== What you should do ==
Present the count of lines in the entries below that hold "TwoStatesCell", and present nothing else.

*** The input ***

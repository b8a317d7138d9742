//! Tests for the stacked recurrent processor
//!
//! The fixture cells use all-ones weights and no activation, so every output is an
//! exact integer that can be checked by hand.

use burn::backend::NdArray;
use burn::nn::Initializer;
use burn::tensor::{Bool, Tensor, TensorData};
use cellstack::activation::Activation;
use cellstack::cells::{CellState, RecurrentCell, SimpleRnnCellConfig, StateSize};
use cellstack::rnn::{RnnConfig, StackedRnn, StateBundle};
use cellstack::NnError;

type Backend = NdArray<f32>;

/// `out = x·K + h·R`, state `[out]`.
#[derive(Debug)]
struct OneStateCell {
    input_size: usize,
    units: usize,
}

impl RecurrentCell<Backend> for OneStateCell {
    fn input_size(&self) -> usize {
        self.input_size
    }

    fn output_size(&self) -> usize {
        self.units
    }

    fn state_size(&self) -> StateSize {
        StateSize::Single(self.units)
    }

    fn step(
        &self,
        input: Tensor<Backend, 2>,
        state: CellState<Backend>,
    ) -> (Tensor<Backend, 2>, CellState<Backend>) {
        let device = input.device();
        let kernel = Tensor::ones([self.input_size, self.units], &device);
        let recurrent = Tensor::ones([self.units, self.units], &device);
        let prev = state.into_primary().expect("single state");

        let output = input.matmul(kernel) + prev.matmul(recurrent);
        (output.clone(), CellState::Single(output))
    }
}

/// `o1 = x·K + h1·R1`, `o2 = x·K + h2·R2`, `out = o1 + o2`, state `[o1, o2]`.
#[derive(Debug)]
struct TwoStatesCell {
    input_size: usize,
    units: usize,
}

impl RecurrentCell<Backend> for TwoStatesCell {
    fn input_size(&self) -> usize {
        self.input_size
    }

    fn output_size(&self) -> usize {
        self.units
    }

    fn state_size(&self) -> StateSize {
        StateSize::Multi(vec![self.units, self.units])
    }

    fn step(
        &self,
        input: Tensor<Backend, 2>,
        state: CellState<Backend>,
    ) -> (Tensor<Backend, 2>, CellState<Backend>) {
        let device = input.device();
        let kernel = Tensor::ones([self.input_size, self.units], &device);
        let recurrent = Tensor::ones([self.units, self.units], &device);
        let mut states = state.into_tensors().into_iter();
        let h1 = states.next().expect("first state");
        let h2 = states.next().expect("second state");

        let projected = input.matmul(kernel);
        let o1 = projected.clone() + h1.matmul(recurrent.clone());
        let o2 = projected + h2.matmul(recurrent);
        (o1.clone() + o2.clone(), CellState::Multi(vec![o1, o2]))
    }
}

fn single_state_stack(config: RnnConfig) -> StackedRnn<Backend> {
    StackedRnn::new(config)
        .with_cell(OneStateCell { input_size: 4, units: 3 })
        .with_cell(OneStateCell { input_size: 3, units: 2 })
}

fn two_states_stack(config: RnnConfig) -> StackedRnn<Backend> {
    StackedRnn::new(config)
        .with_cell(TwoStatesCell { input_size: 4, units: 3 })
        .with_cell(TwoStatesCell { input_size: 3, units: 2 })
}

/// `[2, 3, 4]` holding `0..24`.
fn sequence() -> Tensor<Backend, 3> {
    let device = Default::default();
    let values: Vec<f32> = (0..24).map(|v| v as f32).collect();
    Tensor::<Backend, 1>::from_data(TensorData::new(values, [24]), &device).reshape([2, 3, 4])
}

/// Reverse the time axis of `[batch, time, features]`.
fn reversed(input: Tensor<Backend, 3>) -> Tensor<Backend, 3> {
    let [batch, time, features] = input.dims();
    let steps = (0..time)
        .rev()
        .map(|t| input.clone().slice([0..batch, t..t + 1, 0..features]))
        .collect();
    Tensor::cat(steps, 1)
}

fn mask(rows: [[bool; 3]; 2]) -> Tensor<Backend, 2, Bool> {
    let device = Default::default();
    let values: Vec<f32> = rows
        .iter()
        .flatten()
        .map(|&keep| if keep { 1.0 } else { 0.0 })
        .collect();
    Tensor::<Backend, 1>::from_data(TensorData::new(values, [6]), &device)
        .reshape([2, 3])
        .greater_elem(0.5)
}

/// Expand per-row values over `units` columns.
fn rows(values: &[f32], units: usize) -> Vec<f32> {
    values
        .iter()
        .flat_map(|&v| std::iter::repeat(v).take(units))
        .collect()
}

fn values<const D: usize>(tensor: Tensor<Backend, D>) -> Vec<f32> {
    tensor.into_data().to_vec::<f32>().unwrap()
}

fn assert_close<const D: usize>(tensor: Tensor<Backend, D>, expected: &[f32]) {
    let actual = values(tensor);
    assert_eq!(actual.len(), expected.len(), "element count");
    for (index, (a, e)) in actual.iter().zip(expected).enumerate() {
        assert!(
            (a - e).abs() <= 1e-4 * e.abs().max(1.0),
            "element {index}: got {a}, expected {e}"
        );
    }
}

fn state_tensors(bundle: &StateBundle<Backend>, cell: usize) -> Vec<Tensor<Backend, 2>> {
    bundle
        .get(cell)
        .expect("cell state")
        .tensors()
        .into_iter()
        .cloned()
        .collect()
}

*** End of The input ***

== Solved exercise ==
4